Growing up on her parents' breeding farm, Manfredi knew she wanted to breed horses of her own. She became a celebrity when she signed up for the horse racing reality show, American Dream Derby, on the Game Show Network in 2004, and won. The California-based show offered prize money and eight Thoroughbreds, which she chose to take and had them shipped to Pennsylvania. One of the runners, Sharp as a Fox, became one of her first broodmares, and a stakes producer.
Manfredi bred and campaigned the filly Je Suis Enchantee , a multiple stakes-placed runner on dirt and turf of $104,065, who was a close second in the 2014 Penn Oaks Stakes.

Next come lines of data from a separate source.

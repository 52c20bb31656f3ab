//! Structured logging setup for repkeeper
//!
//! Logs go to stderr so that `--format json` output on stdout stays
//! machine-readable. The level comes from, in order of precedence:
//!
//! 1. `RUST_LOG`, when set, replaces the filter entirely
//! 2. `--log-level`, `-v` or `-q` on the command line
//! 3. `log_level` in the configuration (or `REPKEEPER_LOG_LEVEL`)
//!
//! `REPKEEPER_LOG_JSON=true` switches to JSON lines.
//!
//! # Example
//!
//! ```no_run
//! use repkeeper::util::logging::{self, LoggingConfig};
//! use tracing::Level;
//!
//! logging::init_logging(LoggingConfig::with_level(Level::DEBUG));
//! tracing::info!(app = "billing", version = 3, "Created archive");
//! ```

use std::env;
use std::sync::Once;
use tracing::Level;
use tracing_subscriber::filter::LevelFilter;
use tracing_subscriber::{fmt, layer::SubscriberExt, util::SubscriberInitExt, EnvFilter};

/// Ensures logging is only initialized once
static INIT: Once = Once::new();

/// Configuration for logging initialization
#[derive(Debug, Clone)]
pub struct LoggingConfig {
    /// Minimum level for repkeeper's own events
    pub level: Level,

    /// Emit JSON lines instead of human-readable output
    pub use_json: bool,

    /// Include the module target (e.g., repkeeper::workflow) in logs
    pub include_target: bool,

    /// Include file and line number information
    pub include_location: bool,

    /// Include thread ID and name in logs
    pub include_thread_ids: bool,
}

impl Default for LoggingConfig {
    fn default() -> Self {
        Self {
            level: Level::INFO,
            use_json: false,
            include_target: false,
            include_location: false,
            include_thread_ids: false,
        }
    }
}

impl LoggingConfig {
    pub fn with_level(level: Level) -> Self {
        Self {
            level,
            ..Default::default()
        }
    }

    /// Apply `REPKEEPER_LOG_JSON` on top of this configuration. JSON lines
    /// carry full metadata for log shippers.
    pub fn with_env_overrides(mut self) -> Self {
        if let Some(use_json) = env::var("REPKEEPER_LOG_JSON")
            .ok()
            .and_then(|v| v.parse::<bool>().ok())
        {
            self.use_json = use_json;
            self.include_target |= use_json;
            self.include_location |= use_json;
            self.include_thread_ids |= use_json;
        }
        self
    }

    fn filter(&self) -> EnvFilter {
        if env::var("RUST_LOG").is_ok() {
            return EnvFilter::from_default_env();
        }
        // Dependencies stay at warn; repkeeper follows the configured level.
        EnvFilter::new(format!(
            "{},repkeeper={}",
            LevelFilter::WARN,
            self.level.as_str().to_lowercase()
        ))
    }
}

/// Parses a log level from a string, case-insensitively.
///
/// Unknown values fall back to `INFO`.
///
/// ```
/// use repkeeper::util::logging::parse_level;
/// use tracing::Level;
///
/// assert_eq!(parse_level("debug"), Level::DEBUG);
/// assert_eq!(parse_level("WARN"), Level::WARN);
/// assert_eq!(parse_level("loud"), Level::INFO);
/// ```
pub fn parse_level(level_str: &str) -> Level {
    match level_str.to_lowercase().as_str() {
        "trace" => Level::TRACE,
        "debug" => Level::DEBUG,
        "info" => Level::INFO,
        "warn" => Level::WARN,
        "error" => Level::ERROR,
        _ => Level::INFO,
    }
}

/// Installs the global subscriber. Later calls are ignored.
pub fn init_logging(config: LoggingConfig) {
    INIT.call_once(|| {
        let filter = config.filter();

        if config.use_json {
            let _ = tracing_subscriber::registry()
                .with(filter)
                .with(
                    fmt::layer()
                        .json()
                        .with_writer(std::io::stderr)
                        .with_target(config.include_target)
                        .with_file(config.include_location)
                        .with_line_number(config.include_location)
                        .with_thread_ids(config.include_thread_ids)
                        .with_thread_names(config.include_thread_ids),
                )
                .try_init();
        } else {
            let _ = tracing_subscriber::registry()
                .with(filter)
                .with(
                    fmt::layer()
                        .with_writer(std::io::stderr)
                        .with_target(config.include_target)
                        .with_file(config.include_location)
                        .with_line_number(config.include_location)
                        .with_thread_ids(config.include_thread_ids)
                        .with_thread_names(config.include_thread_ids),
                )
                .try_init();
        }
    });
}
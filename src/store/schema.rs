//! Canonical schema and connection PRAGMAs.
//!
//! The schema is applied once when the store is opened, before any worker
//! touches it. Every statement is idempotent.

use rusqlite::Connection;

use super::StorageError;

pub const SCHEMA_SQL: &str = r#"
CREATE TABLE IF NOT EXISTS applications (
    id INTEGER PRIMARY KEY AUTOINCREMENT,
    app_name TEXT NOT NULL UNIQUE,
    version INTEGER NOT NULL DEFAULT 1 CHECK (version >= 1),
    status TEXT NOT NULL DEFAULT 'new'
        CHECK (status IN ('new', 'analyzed', 'packaged')),
    last_updated TEXT NOT NULL,
    package_path TEXT,
    retired_at TEXT
);

-- Replaced wholesale on every analysis pass.
CREATE TABLE IF NOT EXISTS file_hashes (
    id INTEGER PRIMARY KEY AUTOINCREMENT,
    app_id INTEGER NOT NULL REFERENCES applications(id) ON DELETE CASCADE,
    file_path TEXT NOT NULL,
    file_hash TEXT NOT NULL,
    UNIQUE (app_id, file_path)
);

CREATE INDEX IF NOT EXISTS idx_file_hashes_app
    ON file_hashes(app_id);

CREATE TABLE IF NOT EXISTS notes (
    id INTEGER PRIMARY KEY AUTOINCREMENT,
    app_id INTEGER NOT NULL REFERENCES applications(id) ON DELETE CASCADE,
    created_at TEXT NOT NULL,
    note TEXT NOT NULL
);

CREATE INDEX IF NOT EXISTS idx_notes_app
    ON notes(app_id, created_at);
"#;

/// Apply connection PRAGMAs. WAL is skipped for in-memory databases.
pub fn apply_pragmas(conn: &Connection, in_memory: bool) -> Result<(), StorageError> {
    if !in_memory {
        // journal_mode answers with a row, so it can't go through execute_batch.
        let _mode: String = conn.query_row("PRAGMA journal_mode = WAL", [], |row| row.get(0))?;
    }
    conn.execute_batch(
        "
        PRAGMA synchronous = NORMAL;
        PRAGMA busy_timeout = 5000;
        PRAGMA foreign_keys = ON;
        ",
    )?;
    Ok(())
}

pub fn apply_schema(conn: &Connection) -> Result<(), StorageError> {
    conn.execute_batch(SCHEMA_SQL)?;
    Ok(())
}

"She lost the Penn Oaks by a neck," Manfredi recalls. "That was her stakes and she was 4 pounds over (the winner). So I say it's like she won."
As a broodmare, Je Suis Enchantee produced Manfredi's first stakes winner, Crisper (Tapiture ), who won back-to-back Pennsylvania stakes last year, including the black-type Alphabet Soup Handicap on the grass at Parx Racing.
Something high on the list of her priorities is horse stewardship. She prefers to pension her own horses and keeps her farm numbers manageable, "because losing control of something you've bred and raised is not fun," she relates. "So that's kind of where I am now, keeping the numbers real tight so I can keep an eye on them."